As shipowners came to own more then one ship, owners began to stay ashore, sending a supercargo to sail with the vessel and handle the commercial side while the master's role expanded to include stores and hiring crews. Over time the master took over the duties of the supercargo and became the sole authority aboard ship.

During the age of monarch, kings were thought to be responsible only before God.  This philosophy became the basis to consider the master to be "Next to God Master of the Ship"  During the 19th century as society changed the master was no longer viewed as being next to god, the last trace being in 1902.

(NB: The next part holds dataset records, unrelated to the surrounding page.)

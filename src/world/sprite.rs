//! Roadside scenery sprites and the sprite asset registry

use serde::{Deserialize, Serialize};
use std::collections::HashMap;
use std::fs;
use std::path::Path;
use std::rc::Rc;

use super::object::{draw_billboard, WorldObject};
use crate::render::{Color, Framebuffer, Texture};
use crate::road::ScreenPoint;
use crate::settings::RoadSettings;

/// Registry entry as written in the RON manifest
#[derive(Debug, Clone, Serialize, Deserialize)]
pub struct SpriteAssetData {
    /// Image file, relative to the sprite directory
    pub path: String,
    /// Footprint in world units
    pub width: f32,
    pub height: f32,
    /// Flat colour used when the image is unavailable
    pub tint: Color,
    /// Collecting this sprite awards a bonus
    #[serde(default)]
    pub bonus: bool,
    /// Struck sprites swap to their alternate artwork instead of vanishing
    #[serde(default)]
    pub destructible: bool,
    /// Image shown once a destructible sprite has been struck
    #[serde(default)]
    pub struck_path: Option<String>,
}

/// A loaded registry entry: the manifest data plus decoded textures.
/// Asset identity is the registry key.
#[derive(Debug)]
pub struct SpriteAsset {
    pub width: f32,
    pub height: f32,
    pub tint: Color,
    pub bonus: bool,
    pub destructible: bool,
    pub texture: Option<Texture>,
    pub struck_texture: Option<Texture>,
}

/// Error type for sprite registry loading
#[derive(Debug)]
pub enum LibraryError {
    IoError(std::io::Error),
    ParseError(ron::error::SpannedError),
}

impl From<std::io::Error> for LibraryError {
    fn from(e: std::io::Error) -> Self {
        LibraryError::IoError(e)
    }
}

impl From<ron::error::SpannedError> for LibraryError {
    fn from(e: ron::error::SpannedError) -> Self {
        LibraryError::ParseError(e)
    }
}

impl std::fmt::Display for LibraryError {
    fn fmt(&self, f: &mut std::fmt::Formatter<'_>) -> std::fmt::Result {
        match self {
            LibraryError::IoError(e) => write!(f, "IO error: {}", e),
            LibraryError::ParseError(e) => write!(f, "Parse error: {}", e),
        }
    }
}

/// Name -> asset registry shared by every sprite on the track
#[derive(Debug, Default)]
pub struct SpriteLibrary {
    assets: HashMap<String, Rc<SpriteAsset>>,
}

impl SpriteLibrary {
    pub fn empty() -> Self {
        Self::default()
    }

    /// Load the RON manifest and decode each referenced image. A missing or
    /// broken image is reported and the asset keeps its tint fallback, so
    /// one bad file never takes the whole registry down.
    pub fn load<P: AsRef<Path>>(manifest: P, image_dir: P) -> Result<Self, LibraryError> {
        let contents = fs::read_to_string(manifest)?;
        let entries: HashMap<String, SpriteAssetData> = ron::from_str(&contents)?;
        let image_dir = image_dir.as_ref();

        let mut assets = HashMap::with_capacity(entries.len());
        for (name, data) in entries {
            let texture = match Texture::from_file(image_dir.join(&data.path)) {
                Ok(tex) => {
                    println!("Loaded sprite: {} ({}x{})", name, tex.width, tex.height);
                    Some(tex)
                }
                Err(e) => {
                    eprintln!("{}, using tint fallback", e);
                    None
                }
            };
            let struck_texture = data.struck_path.as_ref().and_then(|p| {
                Texture::from_file(image_dir.join(p))
                    .map_err(|e| eprintln!("{}, struck variant ignored", e))
                    .ok()
            });

            assets.insert(
                name,
                Rc::new(SpriteAsset {
                    width: data.width,
                    height: data.height,
                    tint: data.tint,
                    bonus: data.bonus,
                    destructible: data.destructible,
                    texture,
                    struck_texture,
                }),
            );
        }

        Ok(Self { assets })
    }

    pub fn get(&self, name: &str) -> Option<Rc<SpriteAsset>> {
        self.assets.get(name).cloned()
    }

    pub fn len(&self) -> usize {
        self.assets.len()
    }

    pub fn is_empty(&self) -> bool {
        self.assets.is_empty()
    }
}

/// Identity of a placed sprite, unique within a track
#[derive(Debug, Clone, Copy, PartialEq, Eq, Hash)]
pub struct SpriteId(pub u32);

/// A piece of scenery anchored to one segment
#[derive(Debug, Clone)]
pub struct Sprite {
    pub id: SpriteId,
    pub asset: Rc<SpriteAsset>,
    /// Lateral offset from the road centre in road-width units
    pub offset: f32,
    /// Extra elevation above the road surface, world units
    pub offset_y: f32,
    /// Set once a destructible sprite has been struck
    pub hit: bool,
}

impl Sprite {
    pub fn new(id: SpriteId, asset: Rc<SpriteAsset>, offset: f32, offset_y: f32) -> Self {
        Self {
            id,
            asset,
            offset,
            offset_y,
            hit: false,
        }
    }

    pub fn is_bonus(&self) -> bool {
        self.asset.bonus
    }

    /// Mark a destructible sprite as struck; other sprites are unaffected.
    pub fn strike(&mut self) {
        if self.asset.destructible {
            self.hit = true;
        }
    }
}

impl WorldObject for Sprite {
    fn render(
        &self,
        fb: &mut Framebuffer,
        settings: &RoadSettings,
        anchor: &ScreenPoint,
        clip_y: f32,
    ) {
        let texture = if self.hit {
            self.asset
                .struck_texture
                .as_ref()
                .or(self.asset.texture.as_ref())
        } else {
            self.asset.texture.as_ref()
        };
        draw_billboard(
            fb,
            settings,
            anchor,
            clip_y,
            texture,
            self.asset.tint,
            self.asset.width,
            self.asset.height,
            self.offset,
            self.offset_y,
        );
    }
}

#[cfg(test)]
pub(crate) fn test_asset() -> Rc<SpriteAsset> {
    Rc::new(SpriteAsset {
        width: 400.0,
        height: 600.0,
        tint: Color::new(180, 60, 60),
        bonus: false,
        destructible: false,
        texture: None,
        struck_texture: None,
    })
}
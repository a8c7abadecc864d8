//! Student job board: profiles, employer postings, admin moderation, applications with essay
//! answers and the per-user notification inbox.

pub mod caller;
pub mod domain;
pub mod forms;
pub mod notices;
pub mod repository;
pub mod router;
pub mod service;
pub mod views;

#[cfg(test)]
mod tests;

pub use caller::{CallerId, CALLER_HEADER};
pub use domain::{
    ApplicationDecision, ApplicationId, ApplicationStatus, JobApplication, JobId, JobPosting,
    ModerationAction, Notification, NotificationId, StudentId, StudentInfo, User, UserId,
};
pub use forms::{
    ApplicationForm, FieldError, JobPostingForm, StudentProfileForm, ValidationErrors,
};
pub use repository::{BoardStore, CapacityBasis, CapacityLimit, RepositoryError};
pub use router::board_router;
pub use service::{ApplyRefusal, BoardError, BoardPolicy, JobBoardService};
use crate::config::ConfigError;
use crate::telemetry::TelemetryError;
use crate::workflows::board::router::BoardFailure;
use crate::workflows::board::{BoardError, RepositoryError};
use axum::http::StatusCode;
use axum::response::{IntoResponse, Response};
use axum::Json;
use serde_json::json;
use std::fmt;

#[derive(Debug)]
pub enum AppError {
    Config(ConfigError),
    Telemetry(TelemetryError),
    Io(std::io::Error),
    Server(axum::Error),
    Storage(RepositoryError),
    Board(BoardError),
}

impl fmt::Display for AppError {
    fn fmt(&self, f: &mut fmt::Formatter<'_>) -> fmt::Result {
        match self {
            AppError::Config(err) => write!(f, "configuration error: {}", err),
            AppError::Telemetry(err) => write!(f, "telemetry error: {}", err),
            AppError::Io(err) => write!(f, "io error: {}", err),
            AppError::Server(err) => write!(f, "server error: {}", err),
            AppError::Storage(err) => write!(f, "storage error: {}", err),
            AppError::Board(err) => write!(f, "job board error: {}", err),
        }
    }
}

impl std::error::Error for AppError {
    fn source(&self) -> Option<&(dyn std::error::Error + 'static)> {
        match self {
            AppError::Config(err) => Some(err),
            AppError::Telemetry(err) => Some(err),
            AppError::Io(err) => Some(err),
            AppError::Server(err) => Some(err),
            AppError::Storage(err) => Some(err),
            AppError::Board(err) => Some(err),
        }
    }
}

impl IntoResponse for AppError {
    fn into_response(self) -> Response {
        if let AppError::Board(err) = self {
            return BoardFailure(err).into_response();
        }

        let body = Json(json!({ "error": self.to_string() }));
        (StatusCode::INTERNAL_SERVER_ERROR, body).into_response()
    }
}

impl From<ConfigError> for AppError {
    fn from(value: ConfigError) -> Self {
        Self::Config(value)
    }
}

impl From<TelemetryError> for AppError {
    fn from(value: TelemetryError) -> Self {
        Self::Telemetry(value)
    }
}

impl From<std::io::Error> for AppError {
    fn from(value: std::io::Error) -> Self {
        Self::Io(value)
    }
}

impl From<axum::Error> for AppError {
    fn from(value: axum::Error) -> Self {
        Self::Server(value)
    }
}

impl From<RepositoryError> for AppError {
    fn from(value: RepositoryError) -> Self {
        Self::Storage(value)
    }
}

impl From<BoardError> for AppError {
    fn from(value: BoardError) -> Self {
        Self::Board(value)
    }
}

#[cfg(test)]
mod tests {
    use super::*;

    #[test]
    fn board_errors_keep_their_status() {
        let forbidden = AppError::from(BoardError::Forbidden {
            action: "moderate job postings",
        });
        assert_eq!(forbidden.into_response().status(), StatusCode::FORBIDDEN);

        let storage = AppError::from(RepositoryError::Unavailable("disk full".to_string()));
        assert_eq!(
            storage.into_response().status(),
            StatusCode::INTERNAL_SERVER_ERROR
        );
    }
}
#[cfg(test)]
mod tests {
    use super::*;
    use crate::workflows::board::repository::CapacityBasis;

    fn store_with_job() -> (InMemoryStore, User, JobPosting, StudentInfo) {
        let store = InMemoryStore::new();
        let employer = store.create_user("acme", false).expect("employer");
        let job = store
            .insert_job(
                NewJobPosting {
                    owner: employer.id,
                    job_title: "Intern".to_string(),
                    job_hours: 8,
                    job_skills: "Filing".to_string(),
                    job_description: "Keep the office running.".to_string(),
                    company: "Acme".to_string(),
                    job_questions: "Why us?".to_string(),
                    job_capacity: 2,
                },
                &[],
            )
            .expect("job inserts");
        let user = store.create_user("ada", false).expect("student user");
        let student = store.get_or_create_student(user.id).expect("profile");
        (store, employer, job, student)
    }

    fn limit() -> CapacityLimit {
        CapacityLimit {
            capacity: 2,
            basis: CapacityBasis::AllApplications,
        }
    }

    #[test]
    fn undeliverable_notice_leaves_the_application_unwritten() {
        let (store, _, job, student) = store_with_job();
        let stray = NewNotification::new(UserId(404), "nobody home");

        let result = store.insert_application(
            NewApplication {
                job_id: job.id,
                student_id: student.id,
                essay_answer: "Happy to help".to_string(),
            },
            limit(),
            &stray,
        );

        assert!(matches!(result, Err(RepositoryError::NotFound)));
        assert!(store.applications().expect("list").is_empty());
    }

    #[test]
    fn decision_and_notice_are_written_together() {
        let (store, employer, job, student) = store_with_job();
        let pending = store
            .insert_application(
                NewApplication {
                    job_id: job.id,
                    student_id: student.id,
                    essay_answer: "Happy to help".to_string(),
                },
                limit(),
                &NewNotification::new(employer.id, "received"),
            )
            .expect("applies");
        let decided = NewNotification::new(student.user_id, "accepted");

        store
            .resolve_application(pending.id, ApplicationDecision::Accept, &decided)
            .expect("accepts");
        assert!(matches!(
            store.resolve_application(pending.id, ApplicationDecision::Reject, &decided),
            Err(RepositoryError::Conflict)
        ));

        let inbox = store.notifications_for(student.user_id).expect("inbox");
        assert_eq!(inbox.len(), 1);
        assert_eq!(inbox[0].job_id, job.id);
    }

    #[test]
    fn moderation_notices_repeat_only_across_jobs() {
        let (store, employer, job, _) = store_with_job();
        let twin = store
            .insert_job(
                NewJobPosting {
                    owner: employer.id,
                    job_title: job.job_title.clone(),
                    job_hours: job.job_hours,
                    job_skills: job.job_skills.clone(),
                    job_description: job.job_description.clone(),
                    company: job.company.clone(),
                    job_questions: job.job_questions.clone(),
                    job_capacity: job.job_capacity,
                },
                &[],
            )
            .expect("twin inserts");
        let approved = NewNotification::new(employer.id, "Your job 'Intern' has been approved.");

        assert!(store.approve_job(job.id, &approved).expect("approve").is_some());
        assert!(store.approve_job(job.id, &approved).expect("again").is_none());
        assert!(matches!(
            store.reject_job(job.id, &approved),
            Err(RepositoryError::Conflict)
        ));
        assert!(store.reject_job(twin.id, &approved).expect("reject").is_some());
        assert_eq!(store.unread_count(employer.id).expect("count"), 2);
    }

    #[test]
    fn promotion_requires_an_existing_account() {
        let store = InMemoryStore::new();
        let user = store.create_user("boss", false).expect("user");
        assert!(store.promote_superuser(user.id).expect("promoted").is_superuser);
        assert!(matches!(
            store.promote_superuser(UserId(404)),
            Err(RepositoryError::NotFound)
        ));
    }
}
use axum::{
    extract::FromRequestParts,
    http::{request::Parts, StatusCode},
    response::{IntoResponse, Response},
    Json,
};
use serde_json::json;

use super::domain::UserId;

/// Header carrying the numeric id of the authenticated user. Set by the authentication
/// front end; this service trusts it as-is.
pub const CALLER_HEADER: &str = "x-connxt-user";

/// Identity of the user making a request.
#[derive(Debug, Clone, Copy, PartialEq, Eq)]
pub struct CallerId(pub UserId);

#[derive(Debug, Clone, Copy, PartialEq, Eq)]
pub enum CallerRejection {
    Missing,
    Malformed,
}

impl IntoResponse for CallerRejection {
    fn into_response(self) -> Response {
        let error = match self {
            CallerRejection::Missing => format!("missing {CALLER_HEADER} header"),
            CallerRejection::Malformed => format!("{CALLER_HEADER} must be a numeric user id"),
        };
        (StatusCode::UNAUTHORIZED, Json(json!({ "error": error }))).into_response()
    }
}

#[axum::async_trait]
impl<St> FromRequestParts<St> for CallerId
where
    St: Send + Sync,
{
    type Rejection = CallerRejection;

    async fn from_request_parts(parts: &mut Parts, _state: &St) -> Result<Self, Self::Rejection> {
        let value = parts
            .headers
            .get(CALLER_HEADER)
            .ok_or(CallerRejection::Missing)?;
        value
            .to_str()
            .ok()
            .and_then(|raw| raw.trim().parse::<i64>().ok())
            .map(|id| CallerId(UserId(id)))
            .ok_or(CallerRejection::Malformed)
    }
}
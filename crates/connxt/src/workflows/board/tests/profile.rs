use super::common::*;
use crate::workflows::board::forms::StudentProfileForm;
use crate::workflows::board::repository::StudentRepository;
use crate::workflows::board::BoardError;

#[test]
fn profile_is_created_lazily_and_only_once() {
    let (service, store, cast) = build_service();
    assert!(store
        .student_for_user(cast.student.id)
        .expect("lookup")
        .is_none());

    let first = service.profile(&cast.student).expect("created");
    let second = service.profile(&cast.student).expect("fetched");

    assert_eq!(first.id, second.id);
    assert!(!first.profile_complete);
}

#[test]
fn complete_profile_is_marked_complete() {
    let (service, _, cast) = build_service();

    let saved = service
        .update_profile(&cast.student, &complete_profile_form("Ada Lovelace"))
        .expect("profile saves");

    assert!(saved.profile_complete);
    assert_eq!(saved.student_grade, 11);
    assert_eq!(saved.student_email, "ada.lovelace@example.edu");
}

#[test]
fn profile_missing_email_is_saved_incomplete() {
    let (service, store, cast) = build_service();
    let form = StudentProfileForm {
        student_email: String::new(),
        ..complete_profile_form("Ada Lovelace")
    };

    let saved = service
        .update_profile(&cast.student, &form)
        .expect("incomplete profiles still save");

    assert!(!saved.profile_complete);
    let stored = store
        .student_for_user(cast.student.id)
        .expect("lookup")
        .expect("profile present");
    assert_eq!(stored.student_name, "Ada Lovelace");
    assert!(!stored.profile_complete);
}

#[test]
fn clearing_a_field_revokes_completeness() {
    let (service, _, cast) = build_service();
    service
        .update_profile(&cast.student, &complete_profile_form("Ada Lovelace"))
        .expect("complete");

    let form = StudentProfileForm {
        student_grade: String::new(),
        ..complete_profile_form("Ada Lovelace")
    };
    let saved = service.update_profile(&cast.student, &form).expect("saves");

    assert!(!saved.profile_complete);
}

#[test]
fn invalid_profile_leaves_stored_values_untouched() {
    let (service, store, cast) = build_service();
    service
        .update_profile(&cast.student, &complete_profile_form("Ada Lovelace"))
        .expect("complete");

    let form = StudentProfileForm {
        student_name: "Someone Else".to_string(),
        student_grade: "senior".to_string(),
        ..complete_profile_form("Ada Lovelace")
    };
    match service.update_profile(&cast.student, &form) {
        Err(BoardError::Invalid(errors)) => {
            assert!(errors.field("student_grade").is_some());
        }
        other => panic!("expected validation error, got {other:?}"),
    }

    let stored = store
        .student_for_user(cast.student.id)
        .expect("lookup")
        .expect("profile present");
    assert_eq!(stored.student_name, "Ada Lovelace");
    assert!(stored.profile_complete);
}
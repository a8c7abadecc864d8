use crate::config::TelemetryConfig;
use std::fmt;
use tracing_subscriber::filter::ParseError;
use tracing_subscriber::EnvFilter;

#[derive(Debug)]
pub enum TelemetryError {
    EnvFilter { value: String, source: ParseError },
    Subscriber(Box<dyn std::error::Error + Send + Sync>),
}

impl fmt::Display for TelemetryError {
    fn fmt(&self, f: &mut fmt::Formatter<'_>) -> fmt::Result {
        match self {
            TelemetryError::EnvFilter { value, .. } => {
                write!(f, "invalid log filter '{value}'")
            }
            TelemetryError::Subscriber(err) => write!(f, "subscriber already installed: {err}"),
        }
    }
}

impl std::error::Error for TelemetryError {
    fn source(&self) -> Option<&(dyn std::error::Error + 'static)> {
        match self {
            TelemetryError::EnvFilter { source, .. } => Some(source),
            TelemetryError::Subscriber(err) => Some(&**err),
        }
    }
}

/// Build the log filter: `RUST_LOG` when set, otherwise the configured level.
pub fn env_filter(config: &TelemetryConfig) -> Result<EnvFilter, TelemetryError> {
    match EnvFilter::try_from_default_env() {
        Ok(filter) => Ok(filter),
        Err(_) => EnvFilter::try_new(&config.log_level).map_err(|source| {
            TelemetryError::EnvFilter {
                value: config.log_level.clone(),
                source,
            }
        }),
    }
}

/// Install the global `tracing` subscriber used by the CLI and the server.
pub fn init(config: &TelemetryConfig) -> Result<(), TelemetryError> {
    tracing_subscriber::fmt()
        .with_env_filter(env_filter(config)?)
        .with_target(false)
        .compact()
        .with_ansi(false)
        .try_init()
        .map_err(TelemetryError::Subscriber)
}

#[cfg(test)]
mod tests {
    use super::*;

    #[test]
    fn configured_level_builds_a_filter() {
        if std::env::var_os("RUST_LOG").is_some() {
            return;
        }
        let config = TelemetryConfig {
            log_level: "connxt=debug,info".to_string(),
        };
        assert!(env_filter(&config).is_ok());
    }
}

During the Golden Age of Shipping, from about 1850 to the First World War vessels remained independent of  shore side control and masters enjoyed a high status. Many become wealthy shipowners themselves.

After the First World War communications with vessels at sea began to improve and, as communications improved, shoreside control become possible and  the master's authority diminished.

Today it  is questionable if the ship master has sufficient authority to operate safely given  intense commercial pressure, overbearing port officials and an increasing tendency to criminalize mariners.